My suggestion is that you
* start to write a little ID with at least a pseudo code algo
* and a lot of *well indented* examples like Ilpo does in his ID
=> Basic Case, multiple (burst) loss, ACK loss, reordering, packet duplication,...
With such a document, it will be much more easier to follow your thoughts.
What do you think?
Alex
Am 10.11.2009 um 19:28 schrieb Scheffenegger, Richard:
>
> See inline
>
> Richard Scheffenegger
> Field Escalation Engineer
> NetApp Global Support
> NetApp
> +43 1 3676811 3146 Office (2143 3146 - internal)
> +43 676 654 3146 Mobile
> www.netapp.com
> Franz-Klein-Gasse 5
> 1190 Wien
>
>
>
>> -----Original Message-----
>> From: Arnd Hannemann [mailto:hannemann at i4.informatik.rwth-aachen.de]
>> Sent: Dienstag, 10. November 2009 17:43
>> To: Scheffenegger, Richard
>> Cc: Alexander Zimmermann; tcpm at ietf.org
>> Subject: Re: Detect Lost Retransmit mit SACK
>>
>> Hi Richard,
>>
>>
>> Scheffenegger, Richard schrieb:
> ::
>>>
>>> A1) With TSOpt, they could be used to "remember" when
>>> Retransmission started;
>>> When an ACKs with TSEcn > (TSOpt + RTT) is seen by
>>> the sender, it can
>>> re-arm the DUPACK detector.
>>
>> This is your non-SACK scenario?
>> Please note that a TCP receiver will NOT echo TSVal from
>> out-of-order segments. So this won't work.
>
> Interesting; this doesn't seem to be what certain (most?) stacks are
> doing - they seem to always reply in the ACK Tsecr the value of
> Tsopt/TS.recent
> triggering the ACK...
>
> Or was your intention to say, that the receiver will not respond with
> Tsopt, but rather TS.recent?
>
> If so, than this makes no difference - the sender will detect the
> first ACK from the receiver, which has the same TS (well, actually TS+1
> as multiple segments are likely to carry the same TS) when the
> retransmission
> was started. This will be the sign for the sender, that at least one RTT
> has elapsed (that was the intention for having timestamps in the first
> place, right?). If the returned ACK does not cover the first
> retransmitted
> segment by that time, it's quite reasonable to assume that it got lost
> again.
>
> Again, keep in mind that I'm looking on LANs; a TS in 10 ms increments
> (100 Hz
> TCP clock) is likely to be put into a few hundred or thousand packets...
>
> If there is reason to believe the reordering can occur with delays >>
> RTT, then
> Yes, this simple detection logic would be fooled and falsely trigger a
> retransmission.
>
> However, IF the reordering is >> 2*RTT, then it's very likely that the
> newly retransmitted segment arrives at the receiver first (over the
> faster
> path), and again this would only serve to keep the application visible
> latency
> as low as possible (between the points in time, where TCP can deliver
> some / any
> new data up the stack...)
>
>
>
>>> A2) With SACK, tracking SND.NXT and HOLEBYTES (number of
>>> octets in all current holes)
>>> can be employed to track RTT (they need to be
>>> initialized when the first
>>> retransmitted segment is sent). When an ACK contains
>>> a SACK for >= SND.NXT, or the
>>> HOLEBYTES are smaller than when retransmission started, the
>>> DUPACK detector can be re-armed.
>>
>> You should specify what you mean with SND.NXT.
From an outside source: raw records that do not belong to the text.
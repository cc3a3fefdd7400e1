//! Telemetry module
//!
//! Structured logging and valuation metrics

mod logging;
mod metrics;

pub use logging::{init_logging, LogFormat};
pub use metrics::{record_valuation, CounterMetric};

use crate::config::{LogFormatConfig, TelemetryConfig};

/// Guard that cleans up telemetry on drop
pub struct TelemetryGuard {
    _priv: (),
}

/// Initialize all telemetry subsystems
pub fn init_telemetry(config: &TelemetryConfig) -> anyhow::Result<TelemetryGuard> {
    let format = match config.log_format {
        LogFormatConfig::Pretty => LogFormat::Pretty,
        LogFormatConfig::Json => LogFormat::Json,
    };
    init_logging(&config.log_level, format)?;

    Ok(TelemetryGuard { _priv: () })
}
>> We are in recovery, so we may very well send out new segments.
>> I don't see why number of holes in sack scoreboard has
>> anything todo with RTT.
>
>
> SND.NXT is the rightmost segment which the sender has never before
> sent out to the network. Isn't that the meaning of Snd.nxt according
> to RFC793?
>
> And I was not talking about the # of holes, but rather the amount of
> Data (in sum) between FACK (defined by the rightmost offset in the SACK
> Scoreboard, i.e. covering the highest ever received segment) and
> SND.UNA.
>
> Monitoring Holes will gain nothing (when there is reordering for
> example);
>
> But if the any one retransmission makes it though, the amount of
> unSACKed
> data in the sum total of all holes in the scoreboard, will decrease -
> indicating when at least one RTT has passed since start of
> FastRetransmit.
>
>
>
>>
>>>
>>> A3) If neither TSOpt nor SACK is used, revert to current behavior
>>> (RTO timeout to
>>> detect a lost retransmit).
>>>
>>> B) DUPACK detector would need to be enhanced over what is
>> currently in
>>> the RFCs (but
>>> I think most of that is already in Drafts, ie.
>>>
>>>
>> http://tools.ietf.org/html/draft-jarvinen-tcpm-sack-recovery-entry-01
>>> ).
>>>
>>> B1) With SACK enabled, fully duplicate ACKs (ACK and SACK
>> have been
>>> seen before, and
>>> prev_HOLEBYTES == HOLEBYTES) can be discarded; lost ACKs would
>>> count for two
>>> (prev_HOLEBYTES < HOLEBYTES - SMSS).
>>
>> Now B1 is SACK enabled scenario? You try to confuse me, right?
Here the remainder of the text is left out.